=== Listed records ===

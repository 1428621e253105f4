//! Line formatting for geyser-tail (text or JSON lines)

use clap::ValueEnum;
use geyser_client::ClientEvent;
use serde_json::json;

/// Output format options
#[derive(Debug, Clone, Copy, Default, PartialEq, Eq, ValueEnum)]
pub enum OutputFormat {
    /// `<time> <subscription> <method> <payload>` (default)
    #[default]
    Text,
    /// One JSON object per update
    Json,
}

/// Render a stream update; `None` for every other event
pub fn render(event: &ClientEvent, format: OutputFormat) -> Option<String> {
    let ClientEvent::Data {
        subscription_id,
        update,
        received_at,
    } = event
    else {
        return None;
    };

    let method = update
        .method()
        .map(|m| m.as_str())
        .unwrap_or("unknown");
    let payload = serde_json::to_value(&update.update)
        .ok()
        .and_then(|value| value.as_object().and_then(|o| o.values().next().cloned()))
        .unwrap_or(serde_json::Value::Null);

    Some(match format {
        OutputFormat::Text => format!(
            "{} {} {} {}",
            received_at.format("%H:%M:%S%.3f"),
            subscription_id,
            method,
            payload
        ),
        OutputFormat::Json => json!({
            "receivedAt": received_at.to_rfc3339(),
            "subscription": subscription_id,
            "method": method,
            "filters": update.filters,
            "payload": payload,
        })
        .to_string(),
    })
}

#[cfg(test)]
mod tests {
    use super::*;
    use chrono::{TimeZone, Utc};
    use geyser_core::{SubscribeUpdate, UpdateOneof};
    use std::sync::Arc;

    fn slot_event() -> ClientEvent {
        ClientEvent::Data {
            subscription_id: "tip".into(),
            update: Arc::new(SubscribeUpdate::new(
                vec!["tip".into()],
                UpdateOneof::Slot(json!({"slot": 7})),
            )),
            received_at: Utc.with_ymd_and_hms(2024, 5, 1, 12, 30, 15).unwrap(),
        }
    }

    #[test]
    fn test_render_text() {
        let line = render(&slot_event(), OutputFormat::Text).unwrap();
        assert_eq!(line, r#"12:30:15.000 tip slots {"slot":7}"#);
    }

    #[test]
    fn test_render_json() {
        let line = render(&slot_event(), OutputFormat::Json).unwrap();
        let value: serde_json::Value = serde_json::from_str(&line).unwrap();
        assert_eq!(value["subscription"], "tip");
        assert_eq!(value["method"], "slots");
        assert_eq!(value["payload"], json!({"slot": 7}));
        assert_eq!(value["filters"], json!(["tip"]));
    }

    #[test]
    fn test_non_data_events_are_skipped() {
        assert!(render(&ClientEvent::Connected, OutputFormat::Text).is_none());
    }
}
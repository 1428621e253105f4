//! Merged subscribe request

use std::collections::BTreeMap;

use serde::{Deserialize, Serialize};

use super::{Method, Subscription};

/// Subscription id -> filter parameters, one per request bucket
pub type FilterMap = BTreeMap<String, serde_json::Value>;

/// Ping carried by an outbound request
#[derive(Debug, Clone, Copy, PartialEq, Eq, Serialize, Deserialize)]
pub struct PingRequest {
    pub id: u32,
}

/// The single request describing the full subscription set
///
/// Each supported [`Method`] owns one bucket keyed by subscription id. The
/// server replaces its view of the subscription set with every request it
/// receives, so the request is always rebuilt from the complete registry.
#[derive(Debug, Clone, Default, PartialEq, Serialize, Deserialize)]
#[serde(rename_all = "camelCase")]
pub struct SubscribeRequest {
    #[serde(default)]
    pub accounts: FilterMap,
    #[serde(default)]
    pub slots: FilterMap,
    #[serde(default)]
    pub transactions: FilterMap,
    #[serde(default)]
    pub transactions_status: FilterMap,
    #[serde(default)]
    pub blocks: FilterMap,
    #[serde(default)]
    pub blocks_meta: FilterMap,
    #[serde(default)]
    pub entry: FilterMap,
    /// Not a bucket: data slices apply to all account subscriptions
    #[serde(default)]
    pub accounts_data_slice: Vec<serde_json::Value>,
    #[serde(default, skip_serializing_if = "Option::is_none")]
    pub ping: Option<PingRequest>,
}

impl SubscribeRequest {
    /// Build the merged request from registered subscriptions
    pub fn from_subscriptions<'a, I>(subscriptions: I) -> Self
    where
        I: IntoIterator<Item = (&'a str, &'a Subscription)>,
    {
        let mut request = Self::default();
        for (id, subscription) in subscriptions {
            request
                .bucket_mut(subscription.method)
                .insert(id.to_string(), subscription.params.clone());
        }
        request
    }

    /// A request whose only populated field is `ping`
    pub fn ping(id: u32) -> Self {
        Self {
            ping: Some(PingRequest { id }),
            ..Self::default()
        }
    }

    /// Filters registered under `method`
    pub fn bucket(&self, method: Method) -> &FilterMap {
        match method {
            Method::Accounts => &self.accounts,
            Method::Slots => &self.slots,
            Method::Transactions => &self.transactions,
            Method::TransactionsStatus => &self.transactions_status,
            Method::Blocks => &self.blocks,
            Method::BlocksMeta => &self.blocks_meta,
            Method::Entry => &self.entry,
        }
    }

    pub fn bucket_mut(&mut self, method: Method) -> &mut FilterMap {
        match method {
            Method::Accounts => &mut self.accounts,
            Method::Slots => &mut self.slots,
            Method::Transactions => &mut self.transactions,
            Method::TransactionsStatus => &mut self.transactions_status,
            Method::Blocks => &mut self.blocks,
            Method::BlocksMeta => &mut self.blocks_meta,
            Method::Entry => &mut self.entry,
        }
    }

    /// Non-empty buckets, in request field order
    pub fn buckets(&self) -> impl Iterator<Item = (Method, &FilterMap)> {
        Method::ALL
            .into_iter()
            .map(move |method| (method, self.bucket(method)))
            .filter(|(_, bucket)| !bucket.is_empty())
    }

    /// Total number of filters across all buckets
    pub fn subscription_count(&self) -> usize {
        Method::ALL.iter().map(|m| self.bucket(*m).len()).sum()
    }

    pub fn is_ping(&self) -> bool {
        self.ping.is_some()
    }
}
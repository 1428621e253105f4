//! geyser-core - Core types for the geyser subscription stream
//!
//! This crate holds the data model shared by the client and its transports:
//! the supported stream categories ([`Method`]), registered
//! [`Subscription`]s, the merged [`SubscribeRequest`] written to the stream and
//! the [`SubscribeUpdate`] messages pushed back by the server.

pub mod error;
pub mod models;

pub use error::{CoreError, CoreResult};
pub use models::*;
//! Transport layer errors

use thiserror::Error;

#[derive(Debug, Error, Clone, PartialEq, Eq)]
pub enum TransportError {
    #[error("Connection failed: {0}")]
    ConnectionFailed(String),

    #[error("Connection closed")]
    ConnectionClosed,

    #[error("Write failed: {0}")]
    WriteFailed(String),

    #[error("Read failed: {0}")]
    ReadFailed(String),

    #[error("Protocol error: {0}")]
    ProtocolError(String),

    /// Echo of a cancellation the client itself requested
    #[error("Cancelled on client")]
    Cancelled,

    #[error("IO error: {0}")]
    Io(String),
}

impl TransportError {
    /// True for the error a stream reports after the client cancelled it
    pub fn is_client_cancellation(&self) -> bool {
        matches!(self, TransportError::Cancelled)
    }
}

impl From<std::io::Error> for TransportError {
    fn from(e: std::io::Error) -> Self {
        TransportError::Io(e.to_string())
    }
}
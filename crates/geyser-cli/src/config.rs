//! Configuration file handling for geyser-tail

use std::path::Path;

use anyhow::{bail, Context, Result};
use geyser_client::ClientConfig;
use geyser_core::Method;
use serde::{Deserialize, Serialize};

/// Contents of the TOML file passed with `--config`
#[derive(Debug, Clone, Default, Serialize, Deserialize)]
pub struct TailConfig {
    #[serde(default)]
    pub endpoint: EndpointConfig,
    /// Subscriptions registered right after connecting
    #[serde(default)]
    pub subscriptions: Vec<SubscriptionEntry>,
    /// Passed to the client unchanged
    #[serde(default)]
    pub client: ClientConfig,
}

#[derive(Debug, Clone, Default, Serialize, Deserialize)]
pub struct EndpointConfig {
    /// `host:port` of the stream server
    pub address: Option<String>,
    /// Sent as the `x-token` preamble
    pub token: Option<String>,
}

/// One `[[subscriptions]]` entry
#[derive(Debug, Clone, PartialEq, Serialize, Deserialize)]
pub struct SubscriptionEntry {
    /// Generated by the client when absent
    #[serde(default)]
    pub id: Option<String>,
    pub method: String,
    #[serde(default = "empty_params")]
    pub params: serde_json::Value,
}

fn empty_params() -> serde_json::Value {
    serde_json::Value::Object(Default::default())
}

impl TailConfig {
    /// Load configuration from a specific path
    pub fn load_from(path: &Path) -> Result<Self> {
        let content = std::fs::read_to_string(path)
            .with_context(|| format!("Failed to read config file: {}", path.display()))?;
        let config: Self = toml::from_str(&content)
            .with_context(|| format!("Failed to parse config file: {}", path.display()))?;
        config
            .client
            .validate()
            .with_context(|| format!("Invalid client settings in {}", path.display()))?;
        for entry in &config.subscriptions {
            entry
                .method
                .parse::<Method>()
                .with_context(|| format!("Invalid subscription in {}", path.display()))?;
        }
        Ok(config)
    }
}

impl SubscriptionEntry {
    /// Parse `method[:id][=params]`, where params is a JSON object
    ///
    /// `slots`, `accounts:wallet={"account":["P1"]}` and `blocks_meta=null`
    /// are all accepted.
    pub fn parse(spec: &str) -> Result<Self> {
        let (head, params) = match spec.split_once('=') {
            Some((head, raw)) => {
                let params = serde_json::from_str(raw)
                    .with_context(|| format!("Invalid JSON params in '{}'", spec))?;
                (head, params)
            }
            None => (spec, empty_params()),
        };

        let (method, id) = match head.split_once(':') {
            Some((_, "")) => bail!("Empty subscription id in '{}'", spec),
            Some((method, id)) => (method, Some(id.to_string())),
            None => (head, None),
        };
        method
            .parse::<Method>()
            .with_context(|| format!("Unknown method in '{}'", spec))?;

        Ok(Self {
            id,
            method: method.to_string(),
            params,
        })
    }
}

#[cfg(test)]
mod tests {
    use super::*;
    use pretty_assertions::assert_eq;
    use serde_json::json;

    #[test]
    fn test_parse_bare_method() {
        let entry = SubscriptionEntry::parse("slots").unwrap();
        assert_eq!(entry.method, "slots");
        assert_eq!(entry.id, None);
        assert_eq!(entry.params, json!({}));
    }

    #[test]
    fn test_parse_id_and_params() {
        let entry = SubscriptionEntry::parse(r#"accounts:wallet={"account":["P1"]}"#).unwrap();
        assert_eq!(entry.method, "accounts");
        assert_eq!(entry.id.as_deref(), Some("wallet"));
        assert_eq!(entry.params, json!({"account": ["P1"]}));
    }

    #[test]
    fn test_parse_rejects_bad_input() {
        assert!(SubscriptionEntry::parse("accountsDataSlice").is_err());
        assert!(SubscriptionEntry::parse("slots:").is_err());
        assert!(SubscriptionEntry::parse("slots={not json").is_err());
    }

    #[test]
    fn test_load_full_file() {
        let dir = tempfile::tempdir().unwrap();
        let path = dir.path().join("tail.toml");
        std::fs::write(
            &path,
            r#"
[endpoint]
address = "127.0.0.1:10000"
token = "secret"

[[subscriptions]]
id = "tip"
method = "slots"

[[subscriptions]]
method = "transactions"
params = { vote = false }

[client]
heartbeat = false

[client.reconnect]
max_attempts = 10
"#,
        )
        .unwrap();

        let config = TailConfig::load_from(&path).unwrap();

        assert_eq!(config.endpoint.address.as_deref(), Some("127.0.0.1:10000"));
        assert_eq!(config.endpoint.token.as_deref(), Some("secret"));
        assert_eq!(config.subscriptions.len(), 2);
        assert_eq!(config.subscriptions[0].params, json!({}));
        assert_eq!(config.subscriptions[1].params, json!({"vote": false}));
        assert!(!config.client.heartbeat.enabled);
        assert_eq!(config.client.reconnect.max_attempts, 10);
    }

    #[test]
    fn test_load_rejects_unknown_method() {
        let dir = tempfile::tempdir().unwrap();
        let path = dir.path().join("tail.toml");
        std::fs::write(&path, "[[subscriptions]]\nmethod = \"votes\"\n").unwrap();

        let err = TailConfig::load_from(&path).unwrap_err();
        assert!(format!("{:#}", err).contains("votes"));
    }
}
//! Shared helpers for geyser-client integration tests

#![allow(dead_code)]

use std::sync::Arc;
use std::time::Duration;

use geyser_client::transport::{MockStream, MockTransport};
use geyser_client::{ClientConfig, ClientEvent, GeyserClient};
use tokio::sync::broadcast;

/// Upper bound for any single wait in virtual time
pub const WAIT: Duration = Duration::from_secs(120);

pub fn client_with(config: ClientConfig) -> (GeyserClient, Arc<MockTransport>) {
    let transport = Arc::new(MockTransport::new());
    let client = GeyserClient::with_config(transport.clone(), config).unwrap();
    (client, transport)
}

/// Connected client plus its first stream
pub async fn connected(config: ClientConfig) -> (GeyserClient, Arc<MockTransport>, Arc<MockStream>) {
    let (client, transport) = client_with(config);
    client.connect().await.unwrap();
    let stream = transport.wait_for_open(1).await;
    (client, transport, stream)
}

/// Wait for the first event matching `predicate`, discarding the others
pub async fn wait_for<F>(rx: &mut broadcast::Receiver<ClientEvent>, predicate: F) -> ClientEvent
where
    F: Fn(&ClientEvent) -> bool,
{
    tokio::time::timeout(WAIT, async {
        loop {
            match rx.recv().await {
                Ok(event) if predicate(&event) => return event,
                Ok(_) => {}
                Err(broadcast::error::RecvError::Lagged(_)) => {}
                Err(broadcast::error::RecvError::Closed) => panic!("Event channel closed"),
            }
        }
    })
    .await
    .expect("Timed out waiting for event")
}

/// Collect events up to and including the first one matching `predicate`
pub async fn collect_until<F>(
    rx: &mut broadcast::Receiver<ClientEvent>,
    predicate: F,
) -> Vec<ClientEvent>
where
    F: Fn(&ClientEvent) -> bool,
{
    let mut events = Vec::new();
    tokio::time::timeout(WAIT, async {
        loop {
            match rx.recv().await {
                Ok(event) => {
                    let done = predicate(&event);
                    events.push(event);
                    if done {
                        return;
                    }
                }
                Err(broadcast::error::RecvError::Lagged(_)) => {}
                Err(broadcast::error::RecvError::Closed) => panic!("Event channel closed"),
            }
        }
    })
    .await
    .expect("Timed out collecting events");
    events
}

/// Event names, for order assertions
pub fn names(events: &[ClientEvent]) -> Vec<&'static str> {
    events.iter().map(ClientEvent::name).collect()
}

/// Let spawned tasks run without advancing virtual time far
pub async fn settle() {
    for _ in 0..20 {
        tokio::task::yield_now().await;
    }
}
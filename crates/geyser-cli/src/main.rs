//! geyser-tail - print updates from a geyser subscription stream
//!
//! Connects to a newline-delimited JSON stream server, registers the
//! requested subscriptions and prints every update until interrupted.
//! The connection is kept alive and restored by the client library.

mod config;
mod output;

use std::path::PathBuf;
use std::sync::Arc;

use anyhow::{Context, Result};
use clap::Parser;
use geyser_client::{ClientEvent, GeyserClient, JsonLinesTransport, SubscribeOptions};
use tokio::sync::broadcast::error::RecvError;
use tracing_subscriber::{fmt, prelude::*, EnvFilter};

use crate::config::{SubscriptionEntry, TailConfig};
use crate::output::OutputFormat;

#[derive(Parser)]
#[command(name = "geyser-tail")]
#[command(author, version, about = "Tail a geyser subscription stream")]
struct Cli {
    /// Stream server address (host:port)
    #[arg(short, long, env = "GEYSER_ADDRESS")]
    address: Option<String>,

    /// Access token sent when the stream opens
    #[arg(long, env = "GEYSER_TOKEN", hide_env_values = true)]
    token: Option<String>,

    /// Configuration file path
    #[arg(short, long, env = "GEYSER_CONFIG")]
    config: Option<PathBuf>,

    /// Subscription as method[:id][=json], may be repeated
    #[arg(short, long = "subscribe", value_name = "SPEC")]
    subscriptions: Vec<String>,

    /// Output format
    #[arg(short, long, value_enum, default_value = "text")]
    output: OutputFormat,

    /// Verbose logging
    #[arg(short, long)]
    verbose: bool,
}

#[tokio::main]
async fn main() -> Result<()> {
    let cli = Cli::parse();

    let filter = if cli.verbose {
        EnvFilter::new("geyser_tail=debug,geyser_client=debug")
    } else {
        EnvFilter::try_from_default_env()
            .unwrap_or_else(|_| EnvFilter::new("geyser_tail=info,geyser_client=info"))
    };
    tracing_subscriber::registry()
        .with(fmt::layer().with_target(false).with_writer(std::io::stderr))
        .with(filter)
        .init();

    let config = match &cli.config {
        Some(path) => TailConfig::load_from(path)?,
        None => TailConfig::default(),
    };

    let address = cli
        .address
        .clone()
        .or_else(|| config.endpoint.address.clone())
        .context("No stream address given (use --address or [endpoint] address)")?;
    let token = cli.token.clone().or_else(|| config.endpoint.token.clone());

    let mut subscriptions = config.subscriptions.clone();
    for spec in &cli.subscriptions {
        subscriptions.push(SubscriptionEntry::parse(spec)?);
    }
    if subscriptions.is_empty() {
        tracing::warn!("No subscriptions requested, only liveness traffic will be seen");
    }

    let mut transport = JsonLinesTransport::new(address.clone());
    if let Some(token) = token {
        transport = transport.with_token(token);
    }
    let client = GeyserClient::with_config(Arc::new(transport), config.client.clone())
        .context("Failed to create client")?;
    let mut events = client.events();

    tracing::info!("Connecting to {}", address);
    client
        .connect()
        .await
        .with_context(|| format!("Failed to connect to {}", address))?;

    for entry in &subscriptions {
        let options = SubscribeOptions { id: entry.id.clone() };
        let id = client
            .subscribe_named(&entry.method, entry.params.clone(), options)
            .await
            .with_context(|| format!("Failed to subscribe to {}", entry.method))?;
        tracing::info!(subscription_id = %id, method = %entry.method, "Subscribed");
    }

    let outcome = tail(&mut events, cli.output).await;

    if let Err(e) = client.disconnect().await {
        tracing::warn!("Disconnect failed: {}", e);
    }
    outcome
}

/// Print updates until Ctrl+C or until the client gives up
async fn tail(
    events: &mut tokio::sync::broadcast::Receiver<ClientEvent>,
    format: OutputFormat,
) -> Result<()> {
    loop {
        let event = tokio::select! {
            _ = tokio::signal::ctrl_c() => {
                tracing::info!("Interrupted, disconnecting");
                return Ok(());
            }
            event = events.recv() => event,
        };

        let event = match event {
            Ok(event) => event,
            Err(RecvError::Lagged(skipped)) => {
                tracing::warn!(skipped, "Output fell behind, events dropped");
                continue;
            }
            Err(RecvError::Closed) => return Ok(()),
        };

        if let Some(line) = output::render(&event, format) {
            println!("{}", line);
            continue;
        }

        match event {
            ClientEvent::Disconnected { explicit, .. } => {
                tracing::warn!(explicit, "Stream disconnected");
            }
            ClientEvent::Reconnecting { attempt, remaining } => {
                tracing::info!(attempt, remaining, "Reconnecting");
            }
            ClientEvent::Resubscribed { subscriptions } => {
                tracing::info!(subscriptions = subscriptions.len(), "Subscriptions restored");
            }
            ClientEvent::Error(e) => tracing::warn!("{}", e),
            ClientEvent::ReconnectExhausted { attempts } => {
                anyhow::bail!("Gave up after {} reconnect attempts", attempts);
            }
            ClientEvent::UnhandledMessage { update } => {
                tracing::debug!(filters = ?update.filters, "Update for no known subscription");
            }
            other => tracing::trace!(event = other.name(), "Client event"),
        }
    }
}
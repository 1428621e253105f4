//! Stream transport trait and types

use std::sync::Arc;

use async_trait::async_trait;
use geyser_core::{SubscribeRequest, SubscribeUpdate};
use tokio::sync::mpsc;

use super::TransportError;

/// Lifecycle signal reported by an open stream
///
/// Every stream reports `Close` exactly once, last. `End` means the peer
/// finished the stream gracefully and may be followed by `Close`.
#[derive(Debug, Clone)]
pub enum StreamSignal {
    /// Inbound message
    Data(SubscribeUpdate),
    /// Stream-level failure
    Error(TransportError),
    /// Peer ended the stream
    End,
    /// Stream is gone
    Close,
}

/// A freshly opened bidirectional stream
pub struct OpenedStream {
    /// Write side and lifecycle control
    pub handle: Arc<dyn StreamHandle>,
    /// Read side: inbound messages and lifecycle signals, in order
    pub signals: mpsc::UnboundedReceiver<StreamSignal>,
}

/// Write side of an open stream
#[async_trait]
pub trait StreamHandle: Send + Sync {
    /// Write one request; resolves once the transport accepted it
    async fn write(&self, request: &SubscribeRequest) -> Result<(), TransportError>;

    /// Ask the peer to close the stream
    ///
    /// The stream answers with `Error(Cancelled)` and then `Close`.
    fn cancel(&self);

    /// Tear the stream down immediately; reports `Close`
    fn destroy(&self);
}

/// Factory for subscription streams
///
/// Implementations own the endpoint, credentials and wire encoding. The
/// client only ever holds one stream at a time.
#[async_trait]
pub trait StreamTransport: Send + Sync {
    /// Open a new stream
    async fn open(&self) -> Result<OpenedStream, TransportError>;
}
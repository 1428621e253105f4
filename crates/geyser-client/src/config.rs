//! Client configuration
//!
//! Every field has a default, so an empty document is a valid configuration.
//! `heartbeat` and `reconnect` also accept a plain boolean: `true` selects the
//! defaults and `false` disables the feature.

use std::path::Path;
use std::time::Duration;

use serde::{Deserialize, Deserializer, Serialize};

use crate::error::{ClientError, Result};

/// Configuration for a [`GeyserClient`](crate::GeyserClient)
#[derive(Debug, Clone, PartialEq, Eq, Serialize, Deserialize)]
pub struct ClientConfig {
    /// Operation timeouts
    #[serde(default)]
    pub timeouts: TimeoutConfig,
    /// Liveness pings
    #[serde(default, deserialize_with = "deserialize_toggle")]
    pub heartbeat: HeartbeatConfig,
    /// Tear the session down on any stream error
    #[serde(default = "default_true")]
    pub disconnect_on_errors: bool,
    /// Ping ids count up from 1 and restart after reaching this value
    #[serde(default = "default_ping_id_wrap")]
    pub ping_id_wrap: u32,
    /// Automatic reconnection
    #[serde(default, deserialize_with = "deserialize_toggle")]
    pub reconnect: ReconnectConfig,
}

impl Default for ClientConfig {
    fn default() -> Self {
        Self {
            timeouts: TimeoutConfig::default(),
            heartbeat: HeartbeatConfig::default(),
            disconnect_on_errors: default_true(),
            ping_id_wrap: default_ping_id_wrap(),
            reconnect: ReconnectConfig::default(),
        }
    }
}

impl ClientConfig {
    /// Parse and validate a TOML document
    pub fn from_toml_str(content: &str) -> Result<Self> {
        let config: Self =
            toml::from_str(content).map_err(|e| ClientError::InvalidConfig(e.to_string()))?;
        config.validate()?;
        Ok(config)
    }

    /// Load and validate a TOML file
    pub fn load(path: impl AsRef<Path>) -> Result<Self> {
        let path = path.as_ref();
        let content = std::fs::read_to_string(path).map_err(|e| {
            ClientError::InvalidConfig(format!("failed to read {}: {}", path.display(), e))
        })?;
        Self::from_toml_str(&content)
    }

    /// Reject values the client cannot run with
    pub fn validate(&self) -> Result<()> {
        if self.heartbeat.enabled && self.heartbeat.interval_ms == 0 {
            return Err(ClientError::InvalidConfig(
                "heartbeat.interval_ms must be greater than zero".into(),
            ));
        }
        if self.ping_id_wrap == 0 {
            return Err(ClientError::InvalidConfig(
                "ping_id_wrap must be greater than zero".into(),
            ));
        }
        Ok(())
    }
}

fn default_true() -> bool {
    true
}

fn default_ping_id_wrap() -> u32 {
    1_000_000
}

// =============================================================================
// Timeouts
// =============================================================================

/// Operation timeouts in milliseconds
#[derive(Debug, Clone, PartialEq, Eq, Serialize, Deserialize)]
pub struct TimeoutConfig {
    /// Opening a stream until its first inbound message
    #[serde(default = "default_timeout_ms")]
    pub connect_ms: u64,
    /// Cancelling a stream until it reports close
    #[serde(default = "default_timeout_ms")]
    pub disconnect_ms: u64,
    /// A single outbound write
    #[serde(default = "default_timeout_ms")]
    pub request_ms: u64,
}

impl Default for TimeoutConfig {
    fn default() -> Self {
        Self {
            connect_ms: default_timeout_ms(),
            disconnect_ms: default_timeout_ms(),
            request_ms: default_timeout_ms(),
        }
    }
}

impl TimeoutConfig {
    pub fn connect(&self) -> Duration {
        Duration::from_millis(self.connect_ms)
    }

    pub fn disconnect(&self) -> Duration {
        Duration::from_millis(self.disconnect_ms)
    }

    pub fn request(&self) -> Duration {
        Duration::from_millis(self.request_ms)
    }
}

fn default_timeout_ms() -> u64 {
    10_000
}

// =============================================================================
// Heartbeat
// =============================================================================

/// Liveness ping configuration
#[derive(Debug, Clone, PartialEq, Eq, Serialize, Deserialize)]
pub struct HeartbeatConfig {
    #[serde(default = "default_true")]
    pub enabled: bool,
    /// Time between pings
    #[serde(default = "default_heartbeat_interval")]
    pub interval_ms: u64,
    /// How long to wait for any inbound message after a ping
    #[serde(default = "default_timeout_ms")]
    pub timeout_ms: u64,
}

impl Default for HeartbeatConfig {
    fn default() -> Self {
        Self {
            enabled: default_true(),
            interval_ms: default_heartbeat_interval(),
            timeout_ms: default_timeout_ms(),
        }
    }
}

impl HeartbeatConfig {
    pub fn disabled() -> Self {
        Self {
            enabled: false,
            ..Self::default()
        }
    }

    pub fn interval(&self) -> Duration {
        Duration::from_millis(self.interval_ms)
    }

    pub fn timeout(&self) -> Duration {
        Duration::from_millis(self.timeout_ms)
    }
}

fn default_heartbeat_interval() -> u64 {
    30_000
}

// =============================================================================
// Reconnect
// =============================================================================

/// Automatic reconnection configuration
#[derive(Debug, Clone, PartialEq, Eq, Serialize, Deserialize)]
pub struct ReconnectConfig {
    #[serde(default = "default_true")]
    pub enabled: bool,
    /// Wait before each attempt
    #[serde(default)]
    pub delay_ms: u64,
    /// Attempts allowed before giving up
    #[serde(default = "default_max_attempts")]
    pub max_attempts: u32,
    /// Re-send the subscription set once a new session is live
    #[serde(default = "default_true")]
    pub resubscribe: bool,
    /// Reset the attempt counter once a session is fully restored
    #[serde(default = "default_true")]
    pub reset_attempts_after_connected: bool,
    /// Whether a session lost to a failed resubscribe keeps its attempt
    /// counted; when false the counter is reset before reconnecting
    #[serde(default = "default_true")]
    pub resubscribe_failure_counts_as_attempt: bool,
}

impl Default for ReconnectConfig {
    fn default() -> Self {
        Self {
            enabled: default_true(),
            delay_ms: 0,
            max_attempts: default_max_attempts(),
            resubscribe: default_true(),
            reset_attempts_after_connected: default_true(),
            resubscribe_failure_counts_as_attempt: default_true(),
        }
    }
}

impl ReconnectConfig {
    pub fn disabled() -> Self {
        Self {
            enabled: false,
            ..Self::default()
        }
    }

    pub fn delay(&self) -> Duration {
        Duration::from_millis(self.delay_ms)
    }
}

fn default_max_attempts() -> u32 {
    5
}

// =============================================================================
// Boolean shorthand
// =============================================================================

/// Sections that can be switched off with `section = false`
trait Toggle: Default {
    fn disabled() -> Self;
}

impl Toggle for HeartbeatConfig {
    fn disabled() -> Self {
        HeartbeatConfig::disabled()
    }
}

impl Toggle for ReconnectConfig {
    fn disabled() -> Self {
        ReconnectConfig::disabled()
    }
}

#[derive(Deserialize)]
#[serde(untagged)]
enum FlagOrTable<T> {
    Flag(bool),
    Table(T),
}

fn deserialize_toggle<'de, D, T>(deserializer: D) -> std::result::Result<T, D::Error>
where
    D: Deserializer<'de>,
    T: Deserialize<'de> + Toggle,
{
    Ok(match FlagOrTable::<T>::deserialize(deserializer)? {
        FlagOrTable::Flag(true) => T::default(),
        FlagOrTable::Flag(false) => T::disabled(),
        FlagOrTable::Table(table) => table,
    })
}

===

What the exercise asks => Now copy each line of the entries that mentions "StreamHandle".

Task output =>
    pub handle: Arc<dyn StreamHandle>,
pub trait StreamHandle: Send + Sync {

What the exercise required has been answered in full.